■ Provided records:
++++++++

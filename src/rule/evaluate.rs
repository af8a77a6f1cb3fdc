//! Rule evaluation against syntax nodes.
//!
//! Every evaluation either succeeds and extends the environment, or fails
//! and leaves it as it was.

use crate::matcher::MetaVarEnv;
use crate::rule::{Relation, Rule, StopBy};
use crate::tree::SyntaxNode;

impl Rule {
    /// Tests `node`, adding metavariable bindings to `env` on success.
    pub fn matches<'t>(&self, node: SyntaxNode<'t>, env: &mut MetaVarEnv<'t>) -> bool {
        try_match(env, |trial| self.eval(node, trial))
    }

    fn eval<'t>(&self, node: SyntaxNode<'t>, env: &mut MetaVarEnv<'t>) -> bool {
        match self {
            Rule::Pattern(pattern) => pattern.match_node(node, env),
            Rule::Kind(kind) => node.kind() == kind,
            Rule::Regex(regex) => regex.is_match(node.text()),
            Rule::Inside(relation) => inside(relation, node, env),
            Rule::Has(relation) => has(relation, node, env),
            Rule::Precedes(relation) => {
                let siblings = node.following_named_siblings();
                first_match(relation, siblings, env)
            }
            Rule::Follows(relation) => {
                let siblings = node.preceding_named_siblings();
                first_match(relation, siblings, env)
            }
            Rule::All(rules) => rules.iter().all(|rule| rule.eval(node, env)),
            Rule::Any(rules) => rules.iter().any(|rule| rule.matches(node, env)),
            Rule::Not(rule) => !rule.eval(node, &mut env.clone()),
            Rule::Matches(_, rule) => rule.eval(node, env),
        }
    }
}

fn try_match<'t>(env: &mut MetaVarEnv<'t>, f: impl FnOnce(&mut MetaVarEnv<'t>) -> bool) -> bool {
    let mut trial = env.clone();
    if f(&mut trial) {
        *env = trial;
        true
    } else {
        false
    }
}

/// Whether `node` ends the search of a rule-bounded relation. Bindings made
/// while testing the boundary are discarded.
fn is_boundary(stop_by: &StopBy, node: SyntaxNode<'_>) -> bool {
    match stop_by {
        StopBy::Rule(stop) => stop.eval(node, &mut MetaVarEnv::new()),
        StopBy::Neighbor | StopBy::End => false,
    }
}

/// Tests candidates in order, stopping at the first match, at a boundary,
/// or after the first candidate for `neighbor`.
fn first_match<'t>(
    relation: &Relation,
    candidates: impl Iterator<Item = SyntaxNode<'t>>,
    env: &mut MetaVarEnv<'t>,
) -> bool {
    for candidate in candidates {
        if is_boundary(&relation.stop_by, candidate) {
            return false;
        }
        if relation.rule.matches(candidate, env) {
            return true;
        }
        if relation.stop_by == StopBy::Neighbor {
            return false;
        }
    }
    false
}

fn inside<'t>(relation: &Relation, node: SyntaxNode<'t>, env: &mut MetaVarEnv<'t>) -> bool {
    let mut child = node;
    for ancestor in node.ancestors() {
        if is_boundary(&relation.stop_by, ancestor) {
            return false;
        }
        let via_field = relation
            .field
            .as_deref()
            .map_or(true, |field| child.field_name() == Some(field));
        if via_field && relation.rule.matches(ancestor, env) {
            return true;
        }
        if relation.stop_by == StopBy::Neighbor {
            return false;
        }
        child = ancestor;
    }
    false
}

fn has<'t>(relation: &Relation, node: SyntaxNode<'t>, env: &mut MetaVarEnv<'t>) -> bool {
    let in_field = |child: &SyntaxNode<'_>| {
        relation
            .field
            .as_deref()
            .map_or(true, |field| child.field_name() == Some(field))
    };

    if relation.stop_by == StopBy::Neighbor {
        let children = node.children().filter(|c| in_field(c));
        return first_match(relation, children, env);
    }

    for child in node.children().filter(|c| in_field(c)) {
        let mut walk = child.dfs();
        while let Some(candidate) = walk.next() {
            if is_boundary(&relation.stop_by, candidate) {
                walk.skip_subtree(&candidate);
                continue;
            }
            if relation.rule.matches(candidate, env) {
                return true;
            }
        }
    }
    false
}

++++++++

■ Exercise instructions: Please repeat all the records above exactly as they appear.

■ Solved exercise:
filename src/rule/evaluate.rs
repository af8a77a6f1cb3fdc
//! Rule evaluation against syntax nodes.
//!
//! Every evaluation either succeeds and extends the environment, or fails
//! and leaves it as it was.

use crate::matcher::MetaVarEnv;
use crate::rule::{Relation, Rule, StopBy};
use crate::tree::SyntaxNode;

impl Rule {
    /// Tests `node`, adding metavariable bindings to `env` on success.
    pub fn matches<'t>(&self, node: SyntaxNode<'t>, env: &mut MetaVarEnv<'t>) -> bool {
        try_match(env, |trial| self.eval(node, trial))
    }

    fn eval<'t>(&self, node: SyntaxNode<'t>, env: &mut MetaVarEnv<'t>) -> bool {
        match self {
            Rule::Pattern(pattern) => pattern.match_node(node, env),
            Rule::Kind(kind) => node.kind() == kind,
            Rule::Regex(regex) => regex.is_match(node.text()),
            Rule::Inside(relation) => inside(relation, node, env),
            Rule::Has(relation) => has(relation, node, env),
            Rule::Precedes(relation) => {
                let siblings = node.following_named_siblings();
                first_match(relation, siblings, env)
            }
            Rule::Follows(relation) => {
                let siblings = node.preceding_named_siblings();
                first_match(relation, siblings, env)
            }
            Rule::All(rules) => rules.iter().all(|rule| rule.eval(node, env)),
            Rule::Any(rules) => rules.iter().any(|rule| rule.matches(node, env)),
            Rule::Not(rule) => !rule.eval(node, &mut env.clone()),
            Rule::Matches(_, rule) => rule.eval(node, env),
        }
    }
}

fn try_match<'t>(env: &mut MetaVarEnv<'t>, f: impl FnOnce(&mut MetaVarEnv<'t>) -> bool) -> bool {
    let mut trial = env.clone();
    if f(&mut trial) {
        *env = trial;
        true
    } else {
        false
    }
}

/// Whether `node` ends the search of a rule-bounded relation. Bindings made
/// while testing the boundary are discarded.
fn is_boundary(stop_by: &StopBy, node: SyntaxNode<'_>) -> bool {
    match stop_by {
        StopBy::Rule(stop) => stop.eval(node, &mut MetaVarEnv::new()),
        StopBy::Neighbor | StopBy::End => false,
    }
}

/// Tests candidates in order, stopping at the first match, at a boundary,
/// or after the first candidate for `neighbor`.
fn first_match<'t>(
    relation: &Relation,
    candidates: impl Iterator<Item = SyntaxNode<'t>>,
    env: &mut MetaVarEnv<'t>,
) -> bool {
    for candidate in candidates {
        if is_boundary(&relation.stop_by, candidate) {
            return false;
        }
        if relation.rule.matches(candidate, env) {
            return true;
        }
        if relation.stop_by == StopBy::Neighbor {
            return false;
        }
    }
    false
}

fn inside<'t>(relation: &Relation, node: SyntaxNode<'t>, env: &mut MetaVarEnv<'t>) -> bool {
    let mut child = node;
    for ancestor in node.ancestors() {
        if is_boundary(&relation.stop_by, ancestor) {
            return false;
        }
        let via_field = relation
            .field
            .as_deref()
            .map_or(true, |field| child.field_name() == Some(field));
        if via_field && relation.rule.matches(ancestor, env) {
            return true;
        }
        if relation.stop_by == StopBy::Neighbor {
            return false;
        }
        child = ancestor;
    }
    false
}

fn has<'t>(relation: &Relation, node: SyntaxNode<'t>, env: &mut MetaVarEnv<'t>) -> bool {
    let in_field = |child: &SyntaxNode<'_>| {
        relation
            .field
            .as_deref()
            .map_or(true, |field| child.field_name() == Some(field))
    };

    if relation.stop_by == StopBy::Neighbor {
        let children = node.children().filter(|c| in_field(c));
        return first_match(relation, children, env);
    }

    for child in node.children().filter(|c| in_field(c)) {
        let mut walk = child.dfs();
        while let Some(candidate) = walk.next() {
            if is_boundary(&relation.stop_by, candidate) {
                walk.skip_subtree(&candidate);
                continue;
            }
            if relation.rule.matches(candidate, env) {
                return true;
            }
        }
    }
    false
}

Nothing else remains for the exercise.